=== Work item ===
Look through the listing below and give the number of lines that hold "place". Say nothing more.

============

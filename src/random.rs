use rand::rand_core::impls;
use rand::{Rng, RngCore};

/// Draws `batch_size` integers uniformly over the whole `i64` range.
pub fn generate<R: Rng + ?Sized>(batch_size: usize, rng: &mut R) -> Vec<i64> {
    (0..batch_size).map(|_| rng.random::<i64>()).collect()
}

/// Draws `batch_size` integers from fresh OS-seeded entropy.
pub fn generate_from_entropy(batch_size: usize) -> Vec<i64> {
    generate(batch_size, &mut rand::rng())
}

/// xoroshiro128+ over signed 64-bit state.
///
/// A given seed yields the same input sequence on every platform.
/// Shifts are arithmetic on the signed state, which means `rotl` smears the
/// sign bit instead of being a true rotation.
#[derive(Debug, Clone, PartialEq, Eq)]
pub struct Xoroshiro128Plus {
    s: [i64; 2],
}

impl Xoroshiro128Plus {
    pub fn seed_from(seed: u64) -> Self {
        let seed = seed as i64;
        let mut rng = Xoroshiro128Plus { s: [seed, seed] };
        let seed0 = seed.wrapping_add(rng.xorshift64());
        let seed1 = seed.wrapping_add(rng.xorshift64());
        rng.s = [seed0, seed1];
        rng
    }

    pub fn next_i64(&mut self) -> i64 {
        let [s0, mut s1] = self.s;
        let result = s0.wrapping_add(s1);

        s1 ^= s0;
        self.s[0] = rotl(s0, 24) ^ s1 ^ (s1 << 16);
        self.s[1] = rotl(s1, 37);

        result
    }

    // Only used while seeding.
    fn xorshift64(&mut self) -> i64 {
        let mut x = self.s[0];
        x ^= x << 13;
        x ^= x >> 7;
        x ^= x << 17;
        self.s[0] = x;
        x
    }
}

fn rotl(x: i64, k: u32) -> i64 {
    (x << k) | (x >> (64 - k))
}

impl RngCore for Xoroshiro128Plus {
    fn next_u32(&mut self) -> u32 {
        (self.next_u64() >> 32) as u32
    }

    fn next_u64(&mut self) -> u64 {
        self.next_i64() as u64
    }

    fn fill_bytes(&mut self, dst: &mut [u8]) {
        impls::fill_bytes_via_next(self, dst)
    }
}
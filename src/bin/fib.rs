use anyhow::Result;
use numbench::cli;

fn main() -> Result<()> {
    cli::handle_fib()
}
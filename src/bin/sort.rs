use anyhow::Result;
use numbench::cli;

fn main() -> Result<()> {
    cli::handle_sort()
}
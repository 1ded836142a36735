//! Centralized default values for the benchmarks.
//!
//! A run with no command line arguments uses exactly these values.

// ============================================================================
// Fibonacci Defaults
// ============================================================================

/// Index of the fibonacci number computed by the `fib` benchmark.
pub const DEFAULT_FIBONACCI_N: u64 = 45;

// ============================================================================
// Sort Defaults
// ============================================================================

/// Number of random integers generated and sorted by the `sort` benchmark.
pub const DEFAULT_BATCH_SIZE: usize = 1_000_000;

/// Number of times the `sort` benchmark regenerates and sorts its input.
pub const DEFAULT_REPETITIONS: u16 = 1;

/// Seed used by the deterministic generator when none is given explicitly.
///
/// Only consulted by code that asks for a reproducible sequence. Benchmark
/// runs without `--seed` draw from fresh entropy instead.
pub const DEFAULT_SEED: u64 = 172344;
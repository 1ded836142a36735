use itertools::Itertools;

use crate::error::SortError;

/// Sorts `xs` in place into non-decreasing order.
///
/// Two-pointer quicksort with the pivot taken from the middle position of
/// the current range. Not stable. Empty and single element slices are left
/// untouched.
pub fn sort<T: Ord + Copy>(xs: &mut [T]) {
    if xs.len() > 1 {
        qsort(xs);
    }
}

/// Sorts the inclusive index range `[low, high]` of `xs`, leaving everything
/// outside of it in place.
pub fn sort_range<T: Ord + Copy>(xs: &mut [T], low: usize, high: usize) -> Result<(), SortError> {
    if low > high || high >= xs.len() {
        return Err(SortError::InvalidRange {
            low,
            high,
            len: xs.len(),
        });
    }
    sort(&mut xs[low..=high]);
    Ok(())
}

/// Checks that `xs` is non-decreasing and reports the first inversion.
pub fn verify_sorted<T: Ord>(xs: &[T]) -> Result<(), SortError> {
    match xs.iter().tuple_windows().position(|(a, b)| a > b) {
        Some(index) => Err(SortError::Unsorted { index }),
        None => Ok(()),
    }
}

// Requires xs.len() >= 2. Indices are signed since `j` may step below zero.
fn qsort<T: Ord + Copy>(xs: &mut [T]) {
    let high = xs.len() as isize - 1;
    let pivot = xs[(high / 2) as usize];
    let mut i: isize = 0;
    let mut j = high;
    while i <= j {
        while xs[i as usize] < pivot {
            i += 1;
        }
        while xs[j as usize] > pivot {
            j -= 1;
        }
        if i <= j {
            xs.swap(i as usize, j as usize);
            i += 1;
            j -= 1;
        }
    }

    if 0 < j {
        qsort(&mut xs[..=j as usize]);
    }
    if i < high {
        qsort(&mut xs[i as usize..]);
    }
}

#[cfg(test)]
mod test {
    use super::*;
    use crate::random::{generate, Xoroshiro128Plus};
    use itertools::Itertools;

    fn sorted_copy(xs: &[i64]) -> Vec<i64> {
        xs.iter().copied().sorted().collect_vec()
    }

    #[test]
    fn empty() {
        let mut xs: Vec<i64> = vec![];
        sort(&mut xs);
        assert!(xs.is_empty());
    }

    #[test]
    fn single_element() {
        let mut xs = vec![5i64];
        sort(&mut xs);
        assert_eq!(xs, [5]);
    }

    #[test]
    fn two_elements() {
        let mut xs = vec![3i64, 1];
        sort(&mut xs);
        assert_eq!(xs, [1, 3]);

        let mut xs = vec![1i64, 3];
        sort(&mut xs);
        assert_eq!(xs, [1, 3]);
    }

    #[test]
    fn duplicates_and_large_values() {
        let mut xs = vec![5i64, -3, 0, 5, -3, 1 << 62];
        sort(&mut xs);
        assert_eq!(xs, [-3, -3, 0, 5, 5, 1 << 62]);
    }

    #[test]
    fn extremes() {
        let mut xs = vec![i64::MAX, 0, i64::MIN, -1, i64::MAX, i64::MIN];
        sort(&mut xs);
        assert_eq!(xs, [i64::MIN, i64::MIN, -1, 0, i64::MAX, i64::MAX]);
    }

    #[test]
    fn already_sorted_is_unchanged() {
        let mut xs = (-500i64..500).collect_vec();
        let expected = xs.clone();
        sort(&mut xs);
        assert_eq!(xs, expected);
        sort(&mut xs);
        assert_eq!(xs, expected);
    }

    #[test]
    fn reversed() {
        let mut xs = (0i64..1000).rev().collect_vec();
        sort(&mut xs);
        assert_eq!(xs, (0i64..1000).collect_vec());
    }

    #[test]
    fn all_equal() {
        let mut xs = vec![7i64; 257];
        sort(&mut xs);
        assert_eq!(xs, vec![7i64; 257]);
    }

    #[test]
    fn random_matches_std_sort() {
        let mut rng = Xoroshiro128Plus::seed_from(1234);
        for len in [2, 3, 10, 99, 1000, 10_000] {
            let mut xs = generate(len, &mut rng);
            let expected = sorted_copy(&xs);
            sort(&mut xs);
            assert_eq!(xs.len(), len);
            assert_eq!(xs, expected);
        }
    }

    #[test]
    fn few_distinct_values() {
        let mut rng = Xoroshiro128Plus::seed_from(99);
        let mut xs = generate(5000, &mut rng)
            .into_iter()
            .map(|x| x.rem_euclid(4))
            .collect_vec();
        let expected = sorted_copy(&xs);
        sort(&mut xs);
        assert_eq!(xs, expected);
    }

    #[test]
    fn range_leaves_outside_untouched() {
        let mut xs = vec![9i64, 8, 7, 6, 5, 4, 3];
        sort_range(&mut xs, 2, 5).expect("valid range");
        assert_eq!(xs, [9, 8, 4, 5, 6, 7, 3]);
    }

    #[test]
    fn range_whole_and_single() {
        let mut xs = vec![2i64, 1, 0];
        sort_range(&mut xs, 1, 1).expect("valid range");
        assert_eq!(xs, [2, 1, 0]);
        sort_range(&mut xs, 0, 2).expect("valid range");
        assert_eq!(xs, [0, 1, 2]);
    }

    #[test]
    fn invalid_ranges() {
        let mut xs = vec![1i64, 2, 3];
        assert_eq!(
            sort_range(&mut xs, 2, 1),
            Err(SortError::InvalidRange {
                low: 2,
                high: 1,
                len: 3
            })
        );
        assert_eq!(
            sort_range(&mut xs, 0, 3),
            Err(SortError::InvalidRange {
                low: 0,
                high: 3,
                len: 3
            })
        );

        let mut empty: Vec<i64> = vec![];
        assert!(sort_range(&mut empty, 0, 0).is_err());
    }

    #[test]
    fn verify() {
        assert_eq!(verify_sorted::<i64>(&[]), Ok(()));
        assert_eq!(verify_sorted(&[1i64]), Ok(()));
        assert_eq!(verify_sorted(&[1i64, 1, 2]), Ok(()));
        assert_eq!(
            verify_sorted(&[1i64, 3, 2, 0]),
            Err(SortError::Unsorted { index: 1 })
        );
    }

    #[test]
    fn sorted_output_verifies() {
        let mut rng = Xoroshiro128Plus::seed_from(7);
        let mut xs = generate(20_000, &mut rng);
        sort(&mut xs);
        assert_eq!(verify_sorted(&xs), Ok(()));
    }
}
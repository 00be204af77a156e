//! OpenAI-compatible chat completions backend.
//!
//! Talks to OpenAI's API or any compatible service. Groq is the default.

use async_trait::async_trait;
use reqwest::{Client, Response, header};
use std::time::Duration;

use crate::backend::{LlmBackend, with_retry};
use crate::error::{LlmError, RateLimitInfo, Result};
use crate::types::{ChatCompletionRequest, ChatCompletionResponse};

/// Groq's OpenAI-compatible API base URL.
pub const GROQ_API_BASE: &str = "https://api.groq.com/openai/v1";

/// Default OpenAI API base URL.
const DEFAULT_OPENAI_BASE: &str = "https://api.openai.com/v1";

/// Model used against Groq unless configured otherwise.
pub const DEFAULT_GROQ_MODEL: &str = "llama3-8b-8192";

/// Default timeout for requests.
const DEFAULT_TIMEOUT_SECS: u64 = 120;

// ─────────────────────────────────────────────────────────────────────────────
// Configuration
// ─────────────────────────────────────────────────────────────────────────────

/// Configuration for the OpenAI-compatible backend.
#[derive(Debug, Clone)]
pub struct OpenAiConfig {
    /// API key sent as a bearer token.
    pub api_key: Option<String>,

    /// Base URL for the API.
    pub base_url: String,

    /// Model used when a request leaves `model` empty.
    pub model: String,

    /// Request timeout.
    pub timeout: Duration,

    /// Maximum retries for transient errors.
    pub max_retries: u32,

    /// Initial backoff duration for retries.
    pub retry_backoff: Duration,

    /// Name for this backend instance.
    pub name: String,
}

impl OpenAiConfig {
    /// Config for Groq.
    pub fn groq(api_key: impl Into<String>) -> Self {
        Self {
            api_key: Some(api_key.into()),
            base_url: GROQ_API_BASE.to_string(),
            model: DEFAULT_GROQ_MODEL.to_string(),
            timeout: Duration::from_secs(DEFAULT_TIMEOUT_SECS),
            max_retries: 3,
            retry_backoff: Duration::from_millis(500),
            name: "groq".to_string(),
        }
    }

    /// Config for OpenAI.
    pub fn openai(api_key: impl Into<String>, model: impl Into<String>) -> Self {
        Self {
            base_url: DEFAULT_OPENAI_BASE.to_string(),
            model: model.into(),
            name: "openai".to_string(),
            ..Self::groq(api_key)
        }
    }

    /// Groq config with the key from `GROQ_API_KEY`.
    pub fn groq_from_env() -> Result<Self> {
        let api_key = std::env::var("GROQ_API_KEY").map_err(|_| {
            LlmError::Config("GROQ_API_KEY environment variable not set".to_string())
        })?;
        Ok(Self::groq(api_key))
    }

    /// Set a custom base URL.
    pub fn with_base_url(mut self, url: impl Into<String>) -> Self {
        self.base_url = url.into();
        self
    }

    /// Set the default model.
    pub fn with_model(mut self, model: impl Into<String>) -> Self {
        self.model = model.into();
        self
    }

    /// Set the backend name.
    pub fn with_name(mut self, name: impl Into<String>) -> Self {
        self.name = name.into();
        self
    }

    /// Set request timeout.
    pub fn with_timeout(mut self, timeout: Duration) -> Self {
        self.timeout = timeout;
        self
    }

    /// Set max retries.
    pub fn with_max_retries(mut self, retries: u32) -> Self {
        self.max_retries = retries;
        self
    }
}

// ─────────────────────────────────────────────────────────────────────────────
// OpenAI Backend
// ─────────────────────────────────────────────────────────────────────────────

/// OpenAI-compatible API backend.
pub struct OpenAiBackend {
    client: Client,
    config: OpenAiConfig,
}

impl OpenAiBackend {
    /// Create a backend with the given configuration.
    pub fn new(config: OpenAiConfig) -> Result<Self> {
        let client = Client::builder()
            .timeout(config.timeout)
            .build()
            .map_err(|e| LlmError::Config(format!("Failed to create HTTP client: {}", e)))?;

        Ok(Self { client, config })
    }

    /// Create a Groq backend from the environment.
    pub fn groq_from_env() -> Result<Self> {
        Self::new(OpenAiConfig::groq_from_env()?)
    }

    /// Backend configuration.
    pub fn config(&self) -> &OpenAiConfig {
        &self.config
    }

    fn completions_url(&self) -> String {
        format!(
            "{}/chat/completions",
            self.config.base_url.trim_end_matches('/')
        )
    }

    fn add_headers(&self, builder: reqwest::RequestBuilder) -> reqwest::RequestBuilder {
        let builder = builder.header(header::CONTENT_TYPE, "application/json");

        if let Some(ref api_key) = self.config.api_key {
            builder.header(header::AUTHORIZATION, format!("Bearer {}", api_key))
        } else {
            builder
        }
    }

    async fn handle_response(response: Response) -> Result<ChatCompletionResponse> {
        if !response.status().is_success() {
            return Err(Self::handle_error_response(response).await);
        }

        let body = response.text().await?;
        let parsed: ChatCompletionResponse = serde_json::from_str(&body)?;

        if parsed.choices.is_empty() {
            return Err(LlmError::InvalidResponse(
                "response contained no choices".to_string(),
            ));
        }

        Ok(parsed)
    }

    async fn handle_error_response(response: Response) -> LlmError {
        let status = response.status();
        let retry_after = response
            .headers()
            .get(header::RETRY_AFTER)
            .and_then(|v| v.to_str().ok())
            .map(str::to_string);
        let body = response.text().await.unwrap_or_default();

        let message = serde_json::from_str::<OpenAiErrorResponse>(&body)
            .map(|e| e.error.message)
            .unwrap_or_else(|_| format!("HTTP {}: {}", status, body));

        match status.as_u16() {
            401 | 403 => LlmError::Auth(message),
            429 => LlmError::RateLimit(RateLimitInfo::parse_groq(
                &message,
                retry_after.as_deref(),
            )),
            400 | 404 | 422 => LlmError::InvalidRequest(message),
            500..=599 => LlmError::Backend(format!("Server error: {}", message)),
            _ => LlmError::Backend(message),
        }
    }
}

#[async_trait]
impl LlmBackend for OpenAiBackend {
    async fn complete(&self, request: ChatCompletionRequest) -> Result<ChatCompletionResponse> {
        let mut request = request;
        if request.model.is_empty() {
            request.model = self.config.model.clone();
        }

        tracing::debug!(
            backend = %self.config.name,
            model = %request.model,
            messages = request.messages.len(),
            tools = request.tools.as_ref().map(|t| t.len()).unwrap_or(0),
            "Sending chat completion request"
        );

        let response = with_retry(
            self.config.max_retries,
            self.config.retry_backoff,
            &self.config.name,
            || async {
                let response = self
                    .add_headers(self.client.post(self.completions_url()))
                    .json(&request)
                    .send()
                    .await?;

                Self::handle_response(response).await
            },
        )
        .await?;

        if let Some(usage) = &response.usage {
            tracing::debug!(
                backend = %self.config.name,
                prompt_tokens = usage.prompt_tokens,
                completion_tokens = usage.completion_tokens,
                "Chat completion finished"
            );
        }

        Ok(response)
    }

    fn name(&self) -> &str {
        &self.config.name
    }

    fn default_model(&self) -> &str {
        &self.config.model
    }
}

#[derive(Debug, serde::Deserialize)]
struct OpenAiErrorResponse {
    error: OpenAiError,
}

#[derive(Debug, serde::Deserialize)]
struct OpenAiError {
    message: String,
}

============

=== Response box ===
2